本研究采用D101型大孔树脂对水晶冰菜总黄酮粗提物进行纯化，原因是相比于其他类型的树脂，该树脂吸附和解吸附能力较好； AB-8吸附能力最强，推测其为弱极性树脂，具有从极性溶剂中吸附非极性物质和从非极性溶剂中吸附极性物质的双重性能[18]，但是解吸率却较低，是因为AB-8树脂吸附的物质和树脂的结合力强，导致洗脱困难。作为合适的纯化树脂不仅要求吸附能力强，且更需要一定的解吸能力[19]。在静态吸附和解吸试验中，当粗提物质量浓度为0.30 g·L-1时吸附率达到最高51.86%，此后吸附率略微下降，该结果与王广慧等[20]研究结果一致，推测是粗提物质量浓度过低导致树脂无法吸附完全，而质量浓度过高时会产生少量杂质与黄酮类化合物竞争与树脂的吸附位点，造成吸附能力下降。当粗提物溶液pH值为4时吸附率最高，之后急剧下降，推测是因为总黄酮属于多羟基酚类化合物，在酸性条件下以分子状态存在，能通过范德华力吸附在树脂上，而在碱性条件下羟基去离子化形成离子型结构，吸附能力下降[21]。当洗脱液乙醇体积分数80%时解吸率最高，推测是因为随着乙醇体积分数的上升，极性增大，氢键逐渐断裂，解吸率上升，直到氢键断裂完全，解吸率不再有明显变化[22]。在动态吸附和解吸试验中，D101型大孔树脂的吸附率随上样流速的上升而下降，原因是上样流速变慢溶液可以和树脂充分接触，有效成分得到完全吸收，吸附率上升[23]。解吸过程中，洗脱流速过低或过高解吸率均有所下降，推测是因为在较低流速下洗脱液和总黄酮接触时间长，提高了醇溶性物质流出的可能性，而在较高流速下洗脱液未能和树脂上总黄酮类物质充分接触就被冲洗下来。目前，尚未发现对水晶冰菜纯化方法的报道，但袁茹楠等[24]采用AB-8大孔树脂纯化甘草渣总黄酮，纯化物纯度为53.43%，低于本研究结果，故认为D101型大孔树脂适用于水晶冰菜总黄酮的纯化。

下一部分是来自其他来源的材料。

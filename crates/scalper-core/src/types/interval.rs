//! Bar interval.

use serde::{Deserialize, Serialize};
use std::fmt;

/// Bar aggregation interval.
#[derive(Debug, Clone, Copy, PartialEq, Eq, Hash, Serialize, Deserialize)]
#[serde(rename_all = "snake_case")]
pub enum Interval {
    OneMinute,
    FiveMinutes,
    FifteenMinutes,
    OneHour,
    Daily,
}

impl Interval {
    /// Stable string form, used in cache keys and provider requests.
    pub fn as_str(&self) -> &'static str {
        match self {
            Interval::OneMinute => "1m",
            Interval::FiveMinutes => "5m",
            Interval::FifteenMinutes => "15m",
            Interval::OneHour => "1h",
            Interval::Daily => "1d",
        }
    }

    /// Interval length in seconds.
    pub fn seconds(&self) -> i64 {
        match self {
            Interval::OneMinute => 60,
            Interval::FiveMinutes => 300,
            Interval::FifteenMinutes => 900,
            Interval::OneHour => 3_600,
            Interval::Daily => 86_400,
        }
    }
}

impl fmt::Display for Interval {
    fn fmt(&self, f: &mut fmt::Formatter<'_>) -> fmt::Result {
        write!(f, "{}", self.as_str())
    }
}
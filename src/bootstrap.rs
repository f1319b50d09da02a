//! Wires configuration into a running orchestrator.

use std::sync::Arc;
use std::time::Duration;

use scalper_config::AppConfig;
use scalper_core::{MarketDataSource, ScalperError, ScalperResult};
use scalper_data::sources::{
    alpaca, polygon, yahoo, AlpacaConfig, AlpacaSource, PolygonConfig, PolygonSource, YahooSource,
};
use scalper_data::{DataRouter, RateLimiter};
use scalper_engine::Orchestrator;
use scalper_indicators::IndicatorEngine;
use scalper_risk::RiskGate;
use scalper_score::ScoringEngine;
use tracing::{info, warn};

/// Build the provider chain named by `provider_priority`, skipping keyed
/// providers whose credentials are absent.
fn build_sources(config: &AppConfig) -> ScalperResult<Vec<Arc<dyn MarketDataSource>>> {
    let client = reqwest::Client::builder()
        .timeout(Duration::from_secs(10))
        .build()
        .map_err(|e| ScalperError::Config(e.to_string()))?;

    let keys = &config.data.keys;
    let mut sources: Vec<Arc<dyn MarketDataSource>> = Vec::new();

    for name in &config.data.provider_priority {
        match name.as_str() {
            polygon::SOURCE_ID => match std::env::var(&keys.polygon_key_env) {
                Ok(key) => sources.push(Arc::new(PolygonSource::new(
                    PolygonConfig::new(key),
                    client.clone(),
                ))),
                Err(_) => {
                    warn!(env = %keys.polygon_key_env, "polygon key not set, skipping provider")
                }
            },
            alpaca::SOURCE_ID => {
                match (
                    std::env::var(&keys.alpaca_key_env),
                    std::env::var(&keys.alpaca_secret_env),
                ) {
                    (Ok(key), Ok(secret)) => sources.push(Arc::new(AlpacaSource::new(
                        AlpacaConfig::new(key, secret),
                        client.clone(),
                    ))),
                    _ => warn!("alpaca credentials not set, skipping provider"),
                }
            }
            yahoo::SOURCE_ID => sources.push(Arc::new(YahooSource::new(client.clone()))),
            other => {
                return Err(ScalperError::Config(format!(
                    "unknown provider in priority list: {other}"
                )));
            }
        }
    }

    if sources.is_empty() {
        warn!("no real providers configured, every fetch will be synthetic");
    }
    Ok(sources)
}

fn build_limiter(config: &AppConfig) -> ScalperResult<RateLimiter> {
    RateLimiter::new(Duration::from_secs_f64(
        config.data.keyed_feed_interval_secs,
    ))?
    .with_interval(
        yahoo::SOURCE_ID,
        Duration::from_secs_f64(config.data.delayed_feed_interval_secs),
    )
}

/// Assemble the full pipeline from validated configuration.
pub fn build_orchestrator(config: &AppConfig) -> ScalperResult<Orchestrator> {
    let sources = build_sources(config)?;
    let limiter = build_limiter(config)?;
    let router = Arc::new(DataRouter::new(
        sources,
        limiter,
        Duration::from_secs(config.data.cache_ttl_secs),
    ));

    let indicators = IndicatorEngine::new(config.indicators.clone());
    let scoring = ScoringEngine::new(
        config.scoring.weights.clone(),
        config.scoring.momentum_curve.clone(),
        config.scoring.thresholds.clone(),
    )?;
    let risk = Arc::new(RiskGate::new(
        config.risk.clone(),
        config.app.initial_balance,
    )?);

    info!(
        providers = config.data.provider_priority.len(),
        workers = config.orchestrator.workers,
        "orchestrator ready"
    );
    Ok(Orchestrator::new(
        router,
        indicators,
        scoring,
        risk,
        config.data.interval,
        config.data.period_days,
    )
    .with_workers(config.orchestrator.workers))
}
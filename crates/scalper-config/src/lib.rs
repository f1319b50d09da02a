//! Configuration management.

mod settings;

pub use settings::{
    AppConfig, AppSettings, DataSettings, LoggingConfig, OrchestratorSettings, ProviderKeys,
    ScoringSettings,
};

use config::{Config, Environment, File};
use scalper_core::{ScalperError, ScalperResult};
use std::path::Path;

/// Load configuration from an optional file plus `SCALPER__`-prefixed
/// environment variables, then validate it.
pub fn load_config(path: Option<&Path>) -> ScalperResult<AppConfig> {
    let mut builder = Config::builder();
    if let Some(path) = path {
        builder = builder.add_source(File::from(path).required(true));
    }

    let config = builder
        .add_source(
            Environment::with_prefix("SCALPER")
                .separator("__")
                .try_parsing(true),
        )
        .build()
        .map_err(|e| ScalperError::Config(e.to_string()))?;

    let app: AppConfig = config
        .try_deserialize()
        .map_err(|e| ScalperError::Config(e.to_string()))?;
    app.validate()?;
    Ok(app)
}
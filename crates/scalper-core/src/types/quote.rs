//! Real-time quote type.

use chrono::{DateTime, Utc};
use serde::{Deserialize, Serialize};

/// Source tag carried by quotes and bar series produced by the terminal
/// synthetic fallback, so callers can always tell generated data from real.
pub const SOURCE_SYNTHETIC: &str = "synthetic";

/// A snapshot quote for one symbol.
///
/// Immutable once constructed; a refetch produces a new `Quote` that
/// supersedes this one.
#[derive(Debug, Clone, PartialEq, Serialize, Deserialize)]
pub struct Quote {
    /// Symbol
    pub symbol: String,
    /// Last traded price
    pub price: f64,
    /// Previous session close
    pub previous_close: f64,
    /// Absolute change from previous close
    pub change: f64,
    /// Percent change from previous close
    pub change_percent: f64,
    /// Session volume
    pub volume: f64,
    /// 20-session average volume, 0 when the provider does not report it
    pub average_volume: f64,
    /// Unix timestamp in milliseconds
    pub timestamp: i64,
    /// Identifier of the adapter that produced this quote
    pub source_id: String,
}

impl Quote {
    /// Build a quote, deriving change fields from price and previous close.
    pub fn new(
        symbol: impl Into<String>,
        price: f64,
        previous_close: f64,
        volume: f64,
        timestamp: i64,
        source_id: impl Into<String>,
    ) -> Self {
        let change = price - previous_close;
        let change_percent = if previous_close != 0.0 {
            change / previous_close * 100.0
        } else {
            0.0
        };
        Self {
            symbol: symbol.into(),
            price,
            previous_close,
            change,
            change_percent,
            volume,
            average_volume: 0.0,
            timestamp,
            source_id: source_id.into(),
        }
    }

    /// Set the average volume reported by the provider.
    pub fn with_average_volume(mut self, average_volume: f64) -> Self {
        self.average_volume = average_volume;
        self
    }

    /// True when this quote came from the synthetic fallback.
    pub fn is_synthetic(&self) -> bool {
        self.source_id == SOURCE_SYNTHETIC
    }

    /// Get the timestamp as a DateTime.
    pub fn datetime(&self) -> DateTime<Utc> {
        DateTime::from_timestamp_millis(self.timestamp)
            .unwrap_or_else(|| DateTime::from_timestamp(0, 0).unwrap())
    }
}

#[cfg(test)]
mod tests {
    use super::*;

    #[test]
    fn test_change_fields_derived() {
        let q = Quote::new("AAPL", 102.0, 100.0, 1_000_000.0, 1_700_000_000_000, "delayed");
        assert!((q.change - 2.0).abs() < 1e-9);
        assert!((q.change_percent - 2.0).abs() < 1e-9);
        assert!(!q.is_synthetic());
    }

    #[test]
    fn test_zero_previous_close() {
        let q = Quote::new("AAPL", 102.0, 0.0, 0.0, 0, SOURCE_SYNTHETIC);
        assert_eq!(q.change_percent, 0.0);
        assert!(q.is_synthetic());
    }
}
//! Polygon.io adapter, the primary professional feed.

use async_trait::async_trait;
use chrono::{Duration as ChronoDuration, Utc};
use reqwest::Client;
use scalper_core::{Bar, DataError, Interval, MarketDataSource, Quote};
use serde::Deserialize;
use tracing::debug;

pub const SOURCE_ID: &str = "polygon";

/// Polygon API configuration.
#[derive(Debug, Clone)]
pub struct PolygonConfig {
    pub api_key: String,
    pub base_url: String,
}

impl PolygonConfig {
    pub fn new(api_key: String) -> Self {
        Self {
            api_key,
            base_url: "https://api.polygon.io".to_string(),
        }
    }
}

#[derive(Debug, Deserialize)]
struct SnapshotResponse {
    ticker: Option<SnapshotTicker>,
}

#[derive(Debug, Deserialize)]
struct SnapshotTicker {
    day: Option<SnapshotAgg>,
    #[serde(rename = "prevDay")]
    prev_day: Option<SnapshotAgg>,
    #[serde(rename = "lastTrade")]
    last_trade: Option<SnapshotTrade>,
    updated: Option<i64>,
}

#[derive(Debug, Deserialize)]
struct SnapshotAgg {
    c: f64,
    v: f64,
}

#[derive(Debug, Deserialize)]
struct SnapshotTrade {
    p: f64,
}

#[derive(Debug, Deserialize)]
struct AggsResponse {
    results: Option<Vec<AggBar>>,
}

#[derive(Debug, Deserialize)]
struct AggBar {
    t: i64,
    o: f64,
    h: f64,
    l: f64,
    c: f64,
    v: f64,
}

/// Polygon aggregates and snapshot client.
pub struct PolygonSource {
    config: PolygonConfig,
    client: Client,
}

impl PolygonSource {
    pub fn new(config: PolygonConfig, client: Client) -> Self {
        Self { config, client }
    }

    fn range_parts(interval: Interval) -> (u32, &'static str) {
        match interval {
            Interval::OneMinute => (1, "minute"),
            Interval::FiveMinutes => (5, "minute"),
            Interval::FifteenMinutes => (15, "minute"),
            Interval::OneHour => (1, "hour"),
            Interval::Daily => (1, "day"),
        }
    }

    fn network_err(e: reqwest::Error) -> DataError {
        DataError::Network {
            source_id: SOURCE_ID.to_string(),
            message: e.to_string(),
        }
    }

    fn parse_err(e: reqwest::Error) -> DataError {
        DataError::Parse {
            source_id: SOURCE_ID.to_string(),
            message: e.to_string(),
        }
    }
}

#[async_trait]
impl MarketDataSource for PolygonSource {
    async fn fetch_quote(&self, symbol: &str) -> Result<Quote, DataError> {
        let url = format!(
            "{}/v2/snapshot/locale/us/markets/stocks/tickers/{symbol}",
            self.config.base_url
        );

        let resp = self
            .client
            .get(&url)
            .query(&[("apiKey", self.config.api_key.as_str())])
            .send()
            .await
            .map_err(Self::network_err)?;

        if !resp.status().is_success() {
            return Err(DataError::Status {
                source_id: SOURCE_ID.to_string(),
                symbol: symbol.to_string(),
                code: resp.status().as_u16(),
            });
        }

        let snapshot: SnapshotResponse = resp.json().await.map_err(Self::parse_err)?;
        let ticker = snapshot.ticker.ok_or_else(|| DataError::EmptyPayload {
            source_id: SOURCE_ID.to_string(),
            symbol: symbol.to_string(),
        })?;

        let day = ticker.day.as_ref();
        let price = ticker
            .last_trade
            .as_ref()
            .map(|t| t.p)
            .or(day.map(|d| d.c))
            .filter(|p| *p > 0.0)
            .ok_or_else(|| DataError::EmptyPayload {
                source_id: SOURCE_ID.to_string(),
                symbol: symbol.to_string(),
            })?;
        let previous_close = ticker.prev_day.as_ref().map(|d| d.c).unwrap_or(0.0);
        let volume = day.map(|d| d.v).unwrap_or(0.0);
        // Snapshot timestamps are nanoseconds since epoch.
        let timestamp = ticker
            .updated
            .map(|ns| ns / 1_000_000)
            .unwrap_or_else(|| Utc::now().timestamp_millis());

        debug!(symbol, price, "polygon quote");
        Ok(Quote::new(
            symbol,
            price,
            previous_close,
            volume,
            timestamp,
            SOURCE_ID,
        ))
    }

    async fn fetch_bars(
        &self,
        symbol: &str,
        interval: Interval,
        period_days: u32,
    ) -> Result<Vec<Bar>, DataError> {
        let (multiplier, timespan) = Self::range_parts(interval);
        let to = Utc::now().date_naive();
        let from = to - ChronoDuration::days(i64::from(period_days));
        let url = format!(
            "{}/v2/aggs/ticker/{symbol}/range/{multiplier}/{timespan}/{from}/{to}",
            self.config.base_url
        );

        let resp = self
            .client
            .get(&url)
            .query(&[
                ("adjusted", "true"),
                ("sort", "asc"),
                ("limit", "50000"),
                ("apiKey", self.config.api_key.as_str()),
            ])
            .send()
            .await
            .map_err(Self::network_err)?;

        if !resp.status().is_success() {
            return Err(DataError::Status {
                source_id: SOURCE_ID.to_string(),
                symbol: symbol.to_string(),
                code: resp.status().as_u16(),
            });
        }

        let aggs: AggsResponse = resp.json().await.map_err(Self::parse_err)?;
        let results = aggs.results.unwrap_or_default();
        if results.is_empty() {
            return Err(DataError::EmptyPayload {
                source_id: SOURCE_ID.to_string(),
                symbol: symbol.to_string(),
            });
        }

        Ok(results
            .into_iter()
            .map(|b| Bar::new(b.t, b.o, b.h, b.l, b.c, b.v))
            .collect())
    }

    fn id(&self) -> &str {
        SOURCE_ID
    }
}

通过纯化处理后的水晶冰菜总黄酮不仅能够抑制α-葡萄糖苷酶的活性，而且可以抑制α-淀粉酶的活性，对2种酶的IC50值分别为0.178、0.295 g·L-1，表现出了较高的降糖活性，推测水晶冰菜总黄酮在体内可以通过多途径多层次发挥不同程度的降糖作用[25]。目前，临床上最常用的降血糖类药物是阿卡波糖[26-27]，而阿卡波糖和纯化物对α-淀粉酶的IC50值分别为0.267、0.295 g·L-1，无显著性差异。李萌萌等[28]报道的红树莓籽总黄酮对α-淀粉酶的IC50值为1.33 g·L-1，明显低于本研究结果。水晶冰菜总黄酮作为纯植物提取物与阿卡波糖有着相当的降糖活性，毒副作用小，具有广阔的应用前景。目前，相关研究尚未见关于水晶冰菜总黄酮降糖作用的报道，但李胜华等[29]发现蛇含委陵菜总黄酮对α-葡萄糖苷酶的活性抑制作用与本研究结果一致，但抑制能力却低于本研究结果，表明水晶冰菜总黄酮可以作为纯天然的α-葡萄糖苷酶和α-淀粉酶活性抑制剂，具有开发成为天然降血糖药物或者保健食品的潜力。本研究为水晶冰菜总黄酮开发成为天然降血糖药物或保健食品奠定理论基础。